- What is needed -
Each record is to be copied exactly as written.

Stored items
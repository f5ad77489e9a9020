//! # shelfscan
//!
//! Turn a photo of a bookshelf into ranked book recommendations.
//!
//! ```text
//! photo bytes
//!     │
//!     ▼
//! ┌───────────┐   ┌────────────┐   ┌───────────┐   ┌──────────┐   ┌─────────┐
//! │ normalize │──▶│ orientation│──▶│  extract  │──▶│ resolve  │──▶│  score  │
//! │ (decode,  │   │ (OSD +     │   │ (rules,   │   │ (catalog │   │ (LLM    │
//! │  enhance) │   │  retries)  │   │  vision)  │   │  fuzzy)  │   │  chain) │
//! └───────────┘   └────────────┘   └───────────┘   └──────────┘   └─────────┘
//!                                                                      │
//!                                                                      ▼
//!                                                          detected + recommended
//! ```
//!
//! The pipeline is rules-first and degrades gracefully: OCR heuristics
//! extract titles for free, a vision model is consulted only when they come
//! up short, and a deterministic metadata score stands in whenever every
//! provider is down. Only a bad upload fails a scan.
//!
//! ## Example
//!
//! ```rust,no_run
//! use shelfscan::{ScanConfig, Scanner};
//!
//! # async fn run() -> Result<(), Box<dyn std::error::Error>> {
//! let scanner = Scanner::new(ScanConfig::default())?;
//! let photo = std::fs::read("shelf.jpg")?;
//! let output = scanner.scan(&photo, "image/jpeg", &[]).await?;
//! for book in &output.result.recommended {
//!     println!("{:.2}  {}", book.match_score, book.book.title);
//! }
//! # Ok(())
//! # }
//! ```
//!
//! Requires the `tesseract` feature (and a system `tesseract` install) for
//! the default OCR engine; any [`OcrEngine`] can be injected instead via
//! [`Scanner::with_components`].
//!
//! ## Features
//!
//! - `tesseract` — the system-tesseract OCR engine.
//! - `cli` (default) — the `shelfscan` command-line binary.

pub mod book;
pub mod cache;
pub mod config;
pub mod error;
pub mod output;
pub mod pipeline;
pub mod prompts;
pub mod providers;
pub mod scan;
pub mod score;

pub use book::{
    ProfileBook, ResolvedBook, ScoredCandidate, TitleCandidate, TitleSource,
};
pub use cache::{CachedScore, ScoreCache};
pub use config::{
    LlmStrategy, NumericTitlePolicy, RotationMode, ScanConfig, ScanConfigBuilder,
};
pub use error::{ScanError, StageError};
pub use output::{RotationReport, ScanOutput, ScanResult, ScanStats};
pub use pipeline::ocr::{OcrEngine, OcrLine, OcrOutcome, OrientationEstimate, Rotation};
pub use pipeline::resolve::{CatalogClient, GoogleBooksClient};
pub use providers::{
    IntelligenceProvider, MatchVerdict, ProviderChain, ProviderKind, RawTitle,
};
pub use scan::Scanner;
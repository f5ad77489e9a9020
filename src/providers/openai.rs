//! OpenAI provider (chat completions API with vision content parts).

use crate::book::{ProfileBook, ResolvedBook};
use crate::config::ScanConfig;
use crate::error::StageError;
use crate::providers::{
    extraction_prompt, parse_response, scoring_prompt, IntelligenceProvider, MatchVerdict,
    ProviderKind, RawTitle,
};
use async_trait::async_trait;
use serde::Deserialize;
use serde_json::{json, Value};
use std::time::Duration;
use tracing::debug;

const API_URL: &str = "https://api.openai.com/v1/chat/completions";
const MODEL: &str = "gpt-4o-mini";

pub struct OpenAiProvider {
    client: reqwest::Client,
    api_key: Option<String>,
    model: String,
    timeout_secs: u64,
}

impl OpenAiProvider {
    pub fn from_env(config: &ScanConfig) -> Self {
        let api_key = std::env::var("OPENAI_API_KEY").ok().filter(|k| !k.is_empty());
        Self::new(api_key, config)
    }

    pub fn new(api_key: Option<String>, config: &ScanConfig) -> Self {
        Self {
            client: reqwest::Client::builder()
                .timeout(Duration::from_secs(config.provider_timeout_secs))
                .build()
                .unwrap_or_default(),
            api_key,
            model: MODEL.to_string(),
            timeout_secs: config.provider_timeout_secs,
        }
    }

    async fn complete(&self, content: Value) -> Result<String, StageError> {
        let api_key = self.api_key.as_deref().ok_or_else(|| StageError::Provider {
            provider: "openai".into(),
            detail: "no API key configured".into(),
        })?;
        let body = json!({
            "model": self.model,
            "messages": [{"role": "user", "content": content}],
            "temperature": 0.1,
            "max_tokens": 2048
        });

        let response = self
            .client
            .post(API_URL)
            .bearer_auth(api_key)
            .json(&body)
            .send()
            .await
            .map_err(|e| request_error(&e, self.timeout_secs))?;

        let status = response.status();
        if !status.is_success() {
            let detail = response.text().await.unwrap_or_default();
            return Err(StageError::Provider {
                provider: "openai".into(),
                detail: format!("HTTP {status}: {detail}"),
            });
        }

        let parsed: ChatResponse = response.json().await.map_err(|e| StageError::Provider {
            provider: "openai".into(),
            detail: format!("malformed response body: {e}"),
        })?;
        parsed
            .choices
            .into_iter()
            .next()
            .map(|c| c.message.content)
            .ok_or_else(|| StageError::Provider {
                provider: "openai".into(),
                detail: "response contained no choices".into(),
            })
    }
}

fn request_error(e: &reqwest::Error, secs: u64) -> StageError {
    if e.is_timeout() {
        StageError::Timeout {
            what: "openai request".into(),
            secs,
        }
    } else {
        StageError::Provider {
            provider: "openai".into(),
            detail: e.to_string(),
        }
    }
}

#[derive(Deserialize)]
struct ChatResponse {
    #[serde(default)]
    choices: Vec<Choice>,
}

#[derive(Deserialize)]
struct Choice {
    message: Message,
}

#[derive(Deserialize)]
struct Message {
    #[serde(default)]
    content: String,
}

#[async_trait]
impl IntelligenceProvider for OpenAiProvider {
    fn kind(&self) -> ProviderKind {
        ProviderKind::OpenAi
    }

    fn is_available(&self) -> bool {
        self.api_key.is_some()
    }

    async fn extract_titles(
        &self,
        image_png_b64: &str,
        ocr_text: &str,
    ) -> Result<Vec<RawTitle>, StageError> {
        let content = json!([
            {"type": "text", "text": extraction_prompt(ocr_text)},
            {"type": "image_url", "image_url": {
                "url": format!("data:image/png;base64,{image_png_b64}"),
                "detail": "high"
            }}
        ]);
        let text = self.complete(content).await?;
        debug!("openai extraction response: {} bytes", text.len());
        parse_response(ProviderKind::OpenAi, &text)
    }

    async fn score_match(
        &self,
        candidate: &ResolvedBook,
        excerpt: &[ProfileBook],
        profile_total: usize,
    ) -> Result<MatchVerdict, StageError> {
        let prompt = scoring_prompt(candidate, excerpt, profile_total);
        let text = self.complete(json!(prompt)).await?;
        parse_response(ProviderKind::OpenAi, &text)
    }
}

- Task response -
repository f5ad77489e9a9020
//! # shelfscan
//!
//! Turn a photo of a bookshelf into ranked book recommendations.
//!
//! ```text
//! photo bytes
//!     │
//!     ▼
//! ┌───────────┐   ┌────────────┐   ┌───────────┐   ┌──────────┐   ┌─────────┐
//! │ normalize │──▶│ orientation│──▶│  extract  │──▶│ resolve  │──▶│  score  │
//! │ (decode,  │   │ (OSD +     │   │ (rules,   │   │ (catalog │   │ (LLM    │
//! │  enhance) │   │  retries)  │   │  vision)  │   │  fuzzy)  │   │  chain) │
//! └───────────┘   └────────────┘   └───────────┘   └──────────┘   └─────────┘
//!                                                                      │
//!                                                                      ▼
//!                                                          detected + recommended
//! ```
//!
//! The pipeline is rules-first and degrades gracefully: OCR heuristics
//! extract titles for free, a vision model is consulted only when they come
//! up short, and a deterministic metadata score stands in whenever every
//! provider is down. Only a bad upload fails a scan.
//!
//! ## Example
//!
//! ```rust,no_run
//! use shelfscan::{ScanConfig, Scanner};
//!
//! # async fn run() -> Result<(), Box<dyn std::error::Error>> {
//! let scanner = Scanner::new(ScanConfig::default())?;
//! let photo = std::fs::read("shelf.jpg")?;
//! let output = scanner.scan(&photo, "image/jpeg", &[]).await?;
//! for book in &output.result.recommended {
//!     println!("{:.2}  {}", book.match_score, book.book.title);
//! }
//! # Ok(())
//! # }
//! ```
//!
//! Requires the `tesseract` feature (and a system `tesseract` install) for
//! the default OCR engine; any [`OcrEngine`] can be injected instead via
//! [`Scanner::with_components`].
//!
//! ## Features
//!
//! - `tesseract` — the system-tesseract OCR engine.
//! - `cli` (default) — the `shelfscan` command-line binary.

pub mod book;
pub mod cache;
pub mod config;
pub mod error;
pub mod output;
pub mod pipeline;
pub mod prompts;
pub mod providers;
pub mod scan;
pub mod score;

pub use book::{
    ProfileBook, ResolvedBook, ScoredCandidate, TitleCandidate, TitleSource,
};
pub use cache::{CachedScore, ScoreCache};
pub use config::{
    LlmStrategy, NumericTitlePolicy, RotationMode, ScanConfig, ScanConfigBuilder,
};
pub use error::{ScanError, StageError};
pub use output::{RotationReport, ScanOutput, ScanResult, ScanStats};
pub use pipeline::ocr::{OcrEngine, OcrLine, OcrOutcome, OrientationEstimate, Rotation};
pub use pipeline::resolve::{CatalogClient, GoogleBooksClient};
pub use providers::{
    IntelligenceProvider, MatchVerdict, ProviderChain, ProviderKind, RawTitle,
};
pub use scan::Scanner;
repository f5ad77489e9a9020
filename src/providers/openai.rs
//! OpenAI provider (chat completions API with vision content parts).

use crate::book::{ProfileBook, ResolvedBook};
use crate::config::ScanConfig;
use crate::error::StageError;
use crate::providers::{
    extraction_prompt, parse_response, scoring_prompt, IntelligenceProvider, MatchVerdict,
    ProviderKind, RawTitle,
};
use async_trait::async_trait;
use serde::Deserialize;
use serde_json::{json, Value};
use std::time::Duration;
use tracing::debug;

const API_URL: &str = "https://api.openai.com/v1/chat/completions";
const MODEL: &str = "gpt-4o-mini";

pub struct OpenAiProvider {
    client: reqwest::Client,
    api_key: Option<String>,
    model: String,
    timeout_secs: u64,
}

impl OpenAiProvider {
    pub fn from_env(config: &ScanConfig) -> Self {
        let api_key = std::env::var("OPENAI_API_KEY").ok().filter(|k| !k.is_empty());
        Self::new(api_key, config)
    }

    pub fn new(api_key: Option<String>, config: &ScanConfig) -> Self {
        Self {
            client: reqwest::Client::builder()
                .timeout(Duration::from_secs(config.provider_timeout_secs))
                .build()
                .unwrap_or_default(),
            api_key,
            model: MODEL.to_string(),
            timeout_secs: config.provider_timeout_secs,
        }
    }

    async fn complete(&self, content: Value) -> Result<String, StageError> {
        let api_key = self.api_key.as_deref().ok_or_else(|| StageError::Provider {
            provider: "openai".into(),
            detail: "no API key configured".into(),
        })?;
        let body = json!({
            "model": self.model,
            "messages": [{"role": "user", "content": content}],
            "temperature": 0.1,
            "max_tokens": 2048
        });

        let response = self
            .client
            .post(API_URL)
            .bearer_auth(api_key)
            .json(&body)
            .send()
            .await
            .map_err(|e| request_error(&e, self.timeout_secs))?;

        let status = response.status();
        if !status.is_success() {
            let detail = response.text().await.unwrap_or_default();
            return Err(StageError::Provider {
                provider: "openai".into(),
                detail: format!("HTTP {status}: {detail}"),
            });
        }

        let parsed: ChatResponse = response.json().await.map_err(|e| StageError::Provider {
            provider: "openai".into(),
            detail: format!("malformed response body: {e}"),
        })?;
        parsed
            .choices
            .into_iter()
            .next()
            .map(|c| c.message.content)
            .ok_or_else(|| StageError::Provider {
                provider: "openai".into(),
                detail: "response contained no choices".into(),
            })
    }
}

fn request_error(e: &reqwest::Error, secs: u64) -> StageError {
    if e.is_timeout() {
        StageError::Timeout {
            what: "openai request".into(),
            secs,
        }
    } else {
        StageError::Provider {
            provider: "openai".into(),
            detail: e.to_string(),
        }
    }
}

#[derive(Deserialize)]
struct ChatResponse {
    #[serde(default)]
    choices: Vec<Choice>,
}

#[derive(Deserialize)]
struct Choice {
    message: Message,
}

#[derive(Deserialize)]
struct Message {
    #[serde(default)]
    content: String,
}

#[async_trait]
impl IntelligenceProvider for OpenAiProvider {
    fn kind(&self) -> ProviderKind {
        ProviderKind::OpenAi
    }

    fn is_available(&self) -> bool {
        self.api_key.is_some()
    }

    async fn extract_titles(
        &self,
        image_png_b64: &str,
        ocr_text: &str,
    ) -> Result<Vec<RawTitle>, StageError> {
        let content = json!([
            {"type": "text", "text": extraction_prompt(ocr_text)},
            {"type": "image_url", "image_url": {
                "url": format!("data:image/png;base64,{image_png_b64}"),
                "detail": "high"
            }}
        ]);
        let text = self.complete(content).await?;
        debug!("openai extraction response: {} bytes", text.len());
        parse_response(ProviderKind::OpenAi, &text)
    }

    async fn score_match(
        &self,
        candidate: &ResolvedBook,
        excerpt: &[ProfileBook],
        profile_total: usize,
    ) -> Result<MatchVerdict, StageError> {
        let prompt = scoring_prompt(candidate, excerpt, profile_total);
        let text = self.complete(json!(prompt)).await?;
        parse_response(ProviderKind::OpenAi, &text)
    }
}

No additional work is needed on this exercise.